Abstract

During the first several minutes of an explosive volcanic eruption, the flow in the column above the vent is unsteady even if the discharge from the vent is steady. At a fixed location in the column, parameters such as temperature and ash content change with time until steady flow conditions are established. For conditions believed to be typical of fountain‐forming silicic eruptions of intermediate volume, numerical simulations show unsteadiness in temperature, plume diameter, mass flux, vertical velocity, and particle concentration. In addition to the steady mass flux from the vent, we have identified three sources of mass and heat flux into the column: (1) recirculation of pyroclastic flow material into the base of the column (low elevation inward flow); (2) ash entrained from the top of the pyroclastic flow by atmospheric inflow back toward the column (higher‐elevation inward flow); and (3) waves reflected within the pyroclastic flow if it encounters topographic obstacles.
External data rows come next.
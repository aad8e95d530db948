//! Employee IOU (loan/advance) records and their repayments.

use std::fmt;

use chrono::NaiveDate;
use rust_decimal::Decimal;
use serde::{Deserialize, Serialize};

use crate::common::*;

#[derive(Debug, Clone, Serialize, Deserialize, PartialEq)]
#[serde(rename_all = "camelCase")]
pub struct IouRecord {
    #[serde(default, skip_serializing_if = "Option::is_none")]
    pub id: Option<EntityId>,
    pub employee_id: EntityId,
    #[serde(default)]
    pub employee_name: String,
    pub company_id: EntityId,
    pub amount: Decimal,
    pub issue_date: NaiveDate,
    #[serde(default, skip_serializing_if = "Option::is_none")]
    pub due_date: Option<NaiveDate>,
    #[serde(default, skip_serializing_if = "Option::is_none")]
    pub purpose: Option<String>,
    #[serde(default)]
    pub status: IouStatus,
    #[serde(default)]
    pub adjustments: Vec<IouAdjustment>,
}

impl IouRecord {
    pub fn new(
        employee_id: EntityId,
        company_id: EntityId,
        amount: Decimal,
        issue_date: NaiveDate,
    ) -> Self {
        Self {
            id: None,
            employee_id,
            employee_name: String::new(),
            company_id,
            amount,
            issue_date,
            due_date: None,
            purpose: None,
            status: IouStatus::Open,
            adjustments: Vec::new(),
        }
    }

    pub fn adjusted_total(&self) -> Decimal {
        total_of(&self.adjustments)
    }
}

impl Identifiable for IouRecord {
    fn id(&self) -> Option<EntityId> {
        self.id
    }
}

impl Amounted for IouRecord {
    fn amount(&self) -> Decimal {
        self.amount
    }
}

impl Displayable for IouRecord {
    fn display_label(&self) -> String {
        format!("IOU {} for {} [{}]", self.amount, self.employee_name, self.status)
    }
}

#[derive(Debug, Clone, Serialize, Deserialize, PartialEq)]
#[serde(rename_all = "camelCase")]
pub struct IouAdjustment {
    #[serde(default, skip_serializing_if = "Option::is_none")]
    pub id: Option<EntityId>,
    pub iou_id: EntityId,
    pub amount: Decimal,
    pub date: NaiveDate,
    #[serde(default)]
    pub method: AdjustmentMethod,
    #[serde(default, skip_serializing_if = "Option::is_none")]
    pub notes: Option<String>,
}

impl Amounted for IouAdjustment {
    fn amount(&self) -> Decimal {
        self.amount
    }
}

#[derive(Debug, Clone, Copy, Serialize, Deserialize, PartialEq, Eq, Default)]
#[serde(rename_all = "UPPERCASE")]
pub enum AdjustmentMethod {
    #[default]
    Cash,
    Salary,
    Bank,
    Other,
}

impl AdjustmentMethod {
    pub fn parse(value: &str) -> Option<Self> {
        match value.trim().to_ascii_lowercase().as_str() {
            "cash" => Some(AdjustmentMethod::Cash),
            "salary" | "payroll" => Some(AdjustmentMethod::Salary),
            "bank" => Some(AdjustmentMethod::Bank),
            "other" => Some(AdjustmentMethod::Other),
            _ => None,
        }
    }
}

#[derive(Debug, Clone, Copy, Serialize, Deserialize, PartialEq, Eq, Default)]
#[serde(rename_all = "SCREAMING_SNAKE_CASE")]
pub enum IouStatus {
    #[default]
    Open,
    PartiallyAdjusted,
    Settled,
}

impl fmt::Display for IouStatus {
    fn fmt(&self, f: &mut fmt::Formatter<'_>) -> fmt::Result {
        let label = match self {
            IouStatus::Open => "Open",
            IouStatus::PartiallyAdjusted => "Partially adjusted",
            IouStatus::Settled => "Settled",
        };
        f.write_str(label)
    }
}
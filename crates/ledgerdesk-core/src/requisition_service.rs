//! Vendor payment requisition workflow:
//! purchase order, GRN, invoice, approval, payment.

use std::fmt;

use rust_decimal::Decimal;

use ledgerdesk_domain::{
    AdvanceRequest, ApproveInvoiceRequest, CreateInvoiceRequest, PaymentRequisition,
    RequisitionStatus,
};

use crate::error::{CoreError, CoreResult, ValidationErrors};

#[derive(Debug, Clone, Copy, PartialEq, Eq, Hash)]
pub enum RequisitionAction {
    CreateAdvance,
    CreateInvoice,
    ApproveInvoice,
    MakePayment,
}

impl RequisitionAction {
    pub const ALL: [RequisitionAction; 4] = [
        RequisitionAction::CreateAdvance,
        RequisitionAction::CreateInvoice,
        RequisitionAction::ApproveInvoice,
        RequisitionAction::MakePayment,
    ];

    pub fn allowed_from(self) -> &'static [RequisitionStatus] {
        match self {
            RequisitionAction::CreateAdvance => &[
                RequisitionStatus::PurchaseOrder,
                RequisitionStatus::GrnCompleted,
            ],
            RequisitionAction::CreateInvoice => &[RequisitionStatus::GrnCompleted],
            RequisitionAction::ApproveInvoice => &[RequisitionStatus::InvoiceCreated],
            RequisitionAction::MakePayment => &[RequisitionStatus::InvoiceApproved],
        }
    }

    /// Status after the action succeeds. Advances leave the status alone.
    pub fn resulting_status(self, current: RequisitionStatus) -> RequisitionStatus {
        match self {
            RequisitionAction::CreateAdvance => current,
            _ => current.next().unwrap_or(current),
        }
    }
}

impl fmt::Display for RequisitionAction {
    fn fmt(&self, f: &mut fmt::Formatter<'_>) -> fmt::Result {
        let label = match self {
            RequisitionAction::CreateAdvance => "Create advance",
            RequisitionAction::CreateInvoice => "Create invoice",
            RequisitionAction::ApproveInvoice => "Approve invoice",
            RequisitionAction::MakePayment => "Make payment",
        };
        f.write_str(label)
    }
}

pub struct RequisitionService;

impl RequisitionService {
    pub fn ensure_allowed(
        requisition: &PaymentRequisition,
        action: RequisitionAction,
    ) -> CoreResult<()> {
        if action.allowed_from().contains(&requisition.status) {
            Ok(())
        } else {
            Err(CoreError::InvalidOperation(format!(
                "{} is not possible while the requisition is at {}",
                action, requisition.status
            )))
        }
    }

    pub fn available_actions(requisition: &PaymentRequisition) -> Vec<RequisitionAction> {
        RequisitionAction::ALL
            .into_iter()
            .filter(|action| Self::ensure_allowed(requisition, *action).is_ok())
            .filter(|action| {
                *action != RequisitionAction::CreateAdvance
                    || Self::advance_headroom(requisition) > Decimal::ZERO
            })
            .collect()
    }

    /// How much more can still be advanced against the purchase order.
    pub fn advance_headroom(requisition: &PaymentRequisition) -> Decimal {
        (requisition.purchase_order.amount - requisition.advanced_total()).max(Decimal::ZERO)
    }

    pub fn validate_advance(
        requisition: &PaymentRequisition,
        request: &AdvanceRequest,
    ) -> CoreResult<()> {
        Self::ensure_allowed(requisition, RequisitionAction::CreateAdvance)?;
        let headroom = Self::advance_headroom(requisition);
        let mut errors = ValidationErrors::default();
        if request.amount <= Decimal::ZERO {
            errors.push("amount", "Advance must be greater than zero");
        } else if request.amount > headroom {
            errors.push(
                "amount",
                format!(
                    "Advances cannot exceed the purchase order amount; {} remains",
                    headroom
                ),
            );
        }
        errors.check(
            request.date < requisition.purchase_order.date,
            "date",
            "Advance cannot be dated before the purchase order",
        );
        errors.into_result()
    }

    pub fn validate_invoice(
        requisition: &PaymentRequisition,
        request: &CreateInvoiceRequest,
    ) -> CoreResult<()> {
        Self::ensure_allowed(requisition, RequisitionAction::CreateInvoice)?;
        let mut errors = ValidationErrors::default();
        errors.check(
            request.invoice_number.trim().is_empty(),
            "invoiceNumber",
            "Invoice number is required",
        );
        if request.amount <= Decimal::ZERO {
            errors.push("amount", "Invoice amount must be greater than zero");
        } else if request.amount < requisition.advanced_total() {
            errors.push(
                "amount",
                format!(
                    "Invoice amount is below the {} already advanced",
                    requisition.advanced_total()
                ),
            );
        }
        errors.check(
            request.invoice_date < requisition.purchase_order.date,
            "invoiceDate",
            "Invoice cannot be dated before the purchase order",
        );
        errors.into_result()
    }

    pub fn validate_approval(
        requisition: &PaymentRequisition,
        request: &ApproveInvoiceRequest,
    ) -> CoreResult<()> {
        Self::ensure_allowed(requisition, RequisitionAction::ApproveInvoice)?;
        let invoice = requisition
            .invoice
            .as_ref()
            .ok_or_else(|| CoreError::InvalidOperation("No invoice to approve".into()))?;
        if let (Some(expected), Some(given)) = (invoice.id, request.invoice_id) {
            if expected != given {
                return Err(CoreError::validation(
                    "invoiceId",
                    format!("Invoice {} does not belong to this requisition", given),
                ));
            }
        }
        Ok(())
    }

    /// Invoice amount (or PO amount before invoicing) less advances already paid.
    pub fn payable_amount(requisition: &PaymentRequisition) -> Decimal {
        let gross = requisition
            .invoice
            .as_ref()
            .map(|invoice| invoice.amount)
            .unwrap_or(requisition.purchase_order.amount);
        (gross - requisition.advanced_total()).max(Decimal::ZERO)
    }

    pub fn by_status(
        requisitions: &[PaymentRequisition],
        status: RequisitionStatus,
    ) -> Vec<&PaymentRequisition> {
        requisitions
            .iter()
            .filter(|requisition| requisition.status == status)
            .collect()
    }
}

#[cfg(test)]
mod tests {
    use super::*;
    use chrono::NaiveDate;
    use ledgerdesk_domain::{Advance, Invoice, PurchaseOrder};

    fn date(day: u32) -> NaiveDate {
        NaiveDate::from_ymd_opt(2024, 2, day).unwrap()
    }

    fn requisition(status: RequisitionStatus) -> PaymentRequisition {
        PaymentRequisition {
            id: 1,
            company_id: 1,
            purchase_order: PurchaseOrder {
                id: 11,
                po_number: "PO-11".into(),
                vendor_id: 5,
                vendor_name: "Globex".into(),
                amount: Decimal::new(1000, 0),
                date: date(1),
            },
            advances: Vec::new(),
            invoice: None,
            status,
        }
    }

    fn advance(amount: i64) -> AdvanceRequest {
        AdvanceRequest {
            requisition_id: 1,
            amount: Decimal::new(amount, 0),
            date: date(3),
            notes: None,
        }
    }

    #[test]
    fn advances_are_capped_at_po_amount() {
        let mut req = requisition(RequisitionStatus::PurchaseOrder);
        req.advances.push(Advance {
            id: Some(1),
            amount: Decimal::new(600, 0),
            date: date(2),
            notes: None,
        });
        assert!(RequisitionService::validate_advance(&req, &advance(400)).is_ok());
        assert!(RequisitionService::validate_advance(&req, &advance(401)).is_err());
    }

    #[test]
    fn advance_not_allowed_after_invoice() {
        let req = requisition(RequisitionStatus::InvoiceCreated);
        let err = RequisitionService::validate_advance(&req, &advance(10)).unwrap_err();
        assert!(matches!(err, CoreError::InvalidOperation(_)));
    }

    #[test]
    fn invoice_only_after_grn() {
        let request = CreateInvoiceRequest {
            requisition_id: 1,
            invoice_number: "INV-1".into(),
            invoice_date: date(10),
            amount: Decimal::new(1000, 0),
        };
        assert!(RequisitionService::validate_invoice(
            &requisition(RequisitionStatus::PurchaseOrder),
            &request
        )
        .is_err());
        assert!(RequisitionService::validate_invoice(
            &requisition(RequisitionStatus::GrnCompleted),
            &request
        )
        .is_ok());
    }

    #[test]
    fn approval_needs_an_invoice() {
        let mut req = requisition(RequisitionStatus::InvoiceCreated);
        let request = ApproveInvoiceRequest {
            requisition_id: 1,
            invoice_id: Some(4),
            approved_by: 2,
            remarks: None,
        };
        assert!(RequisitionService::validate_approval(&req, &request).is_err());
        req.invoice = Some(Invoice {
            id: Some(4),
            invoice_number: "INV-1".into(),
            invoice_date: date(10),
            amount: Decimal::new(900, 0),
            approved_by: None,
            approved_on: None,
        });
        assert!(RequisitionService::validate_approval(&req, &request).is_ok());
    }

    #[test]
    fn payable_subtracts_advances() {
        let mut req = requisition(RequisitionStatus::InvoiceApproved);
        req.advances.push(Advance {
            id: None,
            amount: Decimal::new(250, 0),
            date: date(2),
            notes: None,
        });
        req.invoice = Some(Invoice {
            id: Some(4),
            invoice_number: "INV-1".into(),
            invoice_date: date(10),
            amount: Decimal::new(900, 0),
            approved_by: Some(2),
            approved_on: Some(date(11)),
        });
        assert_eq!(RequisitionService::payable_amount(&req), Decimal::new(650, 0));
        assert_eq!(
            RequisitionService::available_actions(&req),
            vec![RequisitionAction::MakePayment]
        );
    }

    #[test]
    fn actions_advance_status() {
        assert_eq!(
            RequisitionAction::CreateInvoice.resulting_status(RequisitionStatus::GrnCompleted),
            RequisitionStatus::InvoiceCreated
        );
        assert_eq!(
            RequisitionAction::CreateAdvance.resulting_status(RequisitionStatus::PurchaseOrder),
            RequisitionStatus::PurchaseOrder
        );
    }
}
use ledgerdesk_domain::ResPartner;

use crate::error::{CoreResult, ValidationErrors};

pub struct PartnerService;

impl PartnerService {
    pub fn validate(partner: &ResPartner, existing: &[ResPartner]) -> CoreResult<()> {
        let mut errors = ValidationErrors::default();
        errors.check(partner.name.trim().is_empty(), "name", "Partner name is required");
        if let Some(email) = partner.email.as_deref() {
            errors.check(!is_email(email), "email", "Enter a valid email address");
        }
        if let Some(phone) = partner.phone.as_deref() {
            let digits = phone.chars().filter(char::is_ascii_digit).count();
            errors.check(
                phone.chars().any(|ch| ch.is_ascii_alphabetic()) || digits < 6,
                "phone",
                "Enter a valid phone number",
            );
        }
        let name = partner.name.trim().to_ascii_lowercase();
        let duplicate = existing.iter().any(|other| {
            other.name.trim().to_ascii_lowercase() == name
                && other.partner_type == partner.partner_type
                && other.company_id == partner.company_id
                && (partner.id.is_none() || other.id != partner.id)
        });
        errors.check(
            !name.is_empty() && duplicate,
            "name",
            format!("{} `{}` already exists", partner.partner_type, partner.name.trim()),
        );
        errors.into_result()
    }

    /// Case-insensitive name search.
    pub fn search<'a>(partners: &'a [ResPartner], term: &str) -> Vec<&'a ResPartner> {
        let needle = term.trim().to_ascii_lowercase();
        partners
            .iter()
            .filter(|partner| needle.is_empty() || partner.name.to_ascii_lowercase().contains(&needle))
            .collect()
    }
}

fn is_email(value: &str) -> bool {
    let value = value.trim();
    match value.split_once('@') {
        Some((local, domain)) => {
            !local.is_empty()
                && !domain.contains('@')
                && domain.contains('.')
                && !domain.starts_with('.')
                && !domain.ends_with('.')
                && !value.contains(char::is_whitespace)
        }
        None => false,
    }
}

#[cfg(test)]
mod tests {
    use super::*;
    use ledgerdesk_domain::PartnerType;

    #[test]
    fn email_shape_is_checked_when_present() {
        let mut partner = ResPartner::new("Globex", PartnerType::Vendor);
        assert!(PartnerService::validate(&partner, &[]).is_ok());
        partner.email = Some("sales@globex".into());
        assert!(PartnerService::validate(&partner, &[]).is_err());
        partner.email = Some("sales@globex.com".into());
        assert!(PartnerService::validate(&partner, &[]).is_ok());
    }

    #[test]
    fn duplicate_name_of_same_type_is_refused() {
        let mut existing = ResPartner::new("Globex", PartnerType::Vendor);
        existing.id = Some(1);
        let candidate = ResPartner::new(" globex ", PartnerType::Vendor);
        assert!(PartnerService::validate(&candidate, &[existing.clone()]).is_err());
        let customer = ResPartner::new("Globex", PartnerType::Customer);
        assert!(PartnerService::validate(&customer, &[existing]).is_ok());
    }

    #[test]
    fn search_matches_substring() {
        let partners = vec![
            ResPartner::new("Globex", PartnerType::Vendor),
            ResPartner::new("Initech", PartnerType::Customer),
        ];
        assert_eq!(PartnerService::search(&partners, "TECH").len(), 1);
        assert_eq!(PartnerService::search(&partners, "").len(), 2);
    }
}
use rust_decimal::Decimal;

use ledgerdesk_domain::{DepreciationLine, DepreciationMethod, DepreciationScheduleRequest};

use crate::error::{CoreError, CoreResult, ValidationErrors};

/// Rounding slack tolerated between server-computed schedule figures.
const SCHEDULE_TOLERANCE: Decimal = Decimal::from_parts(1, 0, 0, false, 2);

pub struct DepreciationService;

impl DepreciationService {
    pub fn validate(request: &DepreciationScheduleRequest) -> CoreResult<()> {
        let mut errors = ValidationErrors::default();
        errors.check(
            request.asset_name.trim().is_empty(),
            "assetName",
            "Asset name is required",
        );
        errors.check(request.cost <= Decimal::ZERO, "cost", "Cost must be greater than zero");
        errors.check(
            request.salvage_value < Decimal::ZERO || request.salvage_value >= request.cost,
            "salvageValue",
            "Salvage value must be zero or more and below cost",
        );
        errors.check(
            request.useful_life_months < 1,
            "usefulLifeMonths",
            "Useful life must be at least one month",
        );
        if request.method == DepreciationMethod::DecliningBalance {
            let valid_rate = request
                .rate
                .is_some_and(|rate| rate > Decimal::ZERO && rate <= Decimal::ONE_HUNDRED);
            errors.check(
                !valid_rate,
                "rate",
                "Declining balance needs a rate above 0 and at most 100",
            );
        }
        let ids = [
            request.asset_coa_id,
            request.expense_coa_id,
            request.accumulated_coa_id,
        ];
        errors.check(
            ids[0] == ids[1] || ids[0] == ids[2] || ids[1] == ids[2],
            "expenseCoaId",
            "Asset, expense and accumulated accounts must be different",
        );
        errors.into_result()
    }

    /// Sanity checks a previewed schedule before it is shown or created.
    pub fn check_schedule(
        request: &DepreciationScheduleRequest,
        lines: &[DepreciationLine],
    ) -> CoreResult<()> {
        if lines.len() > request.useful_life_months as usize {
            return Err(CoreError::InvalidOperation(format!(
                "Schedule has {} periods for a {} month life",
                lines.len(),
                request.useful_life_months
            )));
        }
        let mut previous_accumulated = Decimal::ZERO;
        for (index, line) in lines.iter().enumerate() {
            let expected_period = index as u32 + 1;
            if line.period != expected_period {
                return Err(inconsistent(line.period, "periods are not consecutive"));
            }
            if line.depreciation < Decimal::ZERO {
                return Err(inconsistent(line.period, "depreciation is negative"));
            }
            if (line.opening_value - line.depreciation - line.closing_value).abs() > SCHEDULE_TOLERANCE {
                return Err(inconsistent(line.period, "closing value does not follow"));
            }
            if line.closing_value + SCHEDULE_TOLERANCE < request.salvage_value {
                return Err(inconsistent(line.period, "book value drops below salvage"));
            }
            if line.accumulated + SCHEDULE_TOLERANCE < previous_accumulated {
                return Err(inconsistent(line.period, "accumulated depreciation decreases"));
            }
            previous_accumulated = line.accumulated;
        }
        Ok(())
    }

    pub fn total_depreciation(lines: &[DepreciationLine]) -> Decimal {
        ledgerdesk_domain::total_of(lines)
    }
}

fn inconsistent(period: u32, what: &str) -> CoreError {
    CoreError::InvalidOperation(format!("Schedule period {}: {}", period, what))
}

#[cfg(test)]
mod tests {
    use super::*;
    use chrono::NaiveDate;

    fn request() -> DepreciationScheduleRequest {
        DepreciationScheduleRequest {
            asset_name: "Delivery van".into(),
            asset_coa_id: 1,
            expense_coa_id: 2,
            accumulated_coa_id: 3,
            company_id: 1,
            cost: Decimal::new(1200, 0),
            salvage_value: Decimal::new(200, 0),
            useful_life_months: 2,
            method: DepreciationMethod::StraightLine,
            rate: None,
            start_date: NaiveDate::from_ymd_opt(2024, 1, 1).unwrap(),
        }
    }

    fn line(period: u32, opening: i64, dep: i64) -> DepreciationLine {
        DepreciationLine {
            period,
            date: NaiveDate::from_ymd_opt(2024, period, 28).unwrap(),
            opening_value: Decimal::new(opening, 0),
            depreciation: Decimal::new(dep, 0),
            accumulated: Decimal::new(1200 - opening + dep, 0),
            closing_value: Decimal::new(opening - dep, 0),
        }
    }

    #[test]
    fn salvage_must_be_below_cost() {
        let mut invalid = request();
        invalid.salvage_value = invalid.cost;
        assert!(DepreciationService::validate(&invalid).is_err());
        assert!(DepreciationService::validate(&request()).is_ok());
    }

    #[test]
    fn declining_balance_needs_rate() {
        let mut declining = request();
        declining.method = DepreciationMethod::DecliningBalance;
        assert!(DepreciationService::validate(&declining).is_err());
        declining.rate = Some(Decimal::new(20, 0));
        assert!(DepreciationService::validate(&declining).is_ok());
        declining.rate = Some(Decimal::new(101, 0));
        assert!(DepreciationService::validate(&declining).is_err());
    }

    #[test]
    fn consistent_schedule_passes() {
        let lines = vec![line(1, 1200, 500), line(2, 700, 500)];
        assert!(DepreciationService::check_schedule(&request(), &lines).is_ok());
        assert_eq!(DepreciationService::total_depreciation(&lines), Decimal::new(1000, 0));
    }

    #[test]
    fn schedule_below_salvage_is_flagged() {
        let lines = vec![line(1, 1200, 500), line(2, 700, 600)];
        let err = DepreciationService::check_schedule(&request(), &lines).unwrap_err();
        assert!(err.to_string().contains("below salvage"));
    }
}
The thermal and mass flux pulses cause variations in column diameter and fountain height. Changing column diameter would be expected to be manifested in changes in fallout deposits (e.g., by shifts in clast isopleths). These temporal variations (if observed, for example, by satellite measurements of temperature pulses or pulses or inferred from field observations of deposit stratigraphy) could be misinterpreted as indicating source variations such as source mass flux, volatile content, or vent diameter, when, in fact, they result from fluid mechanical processes.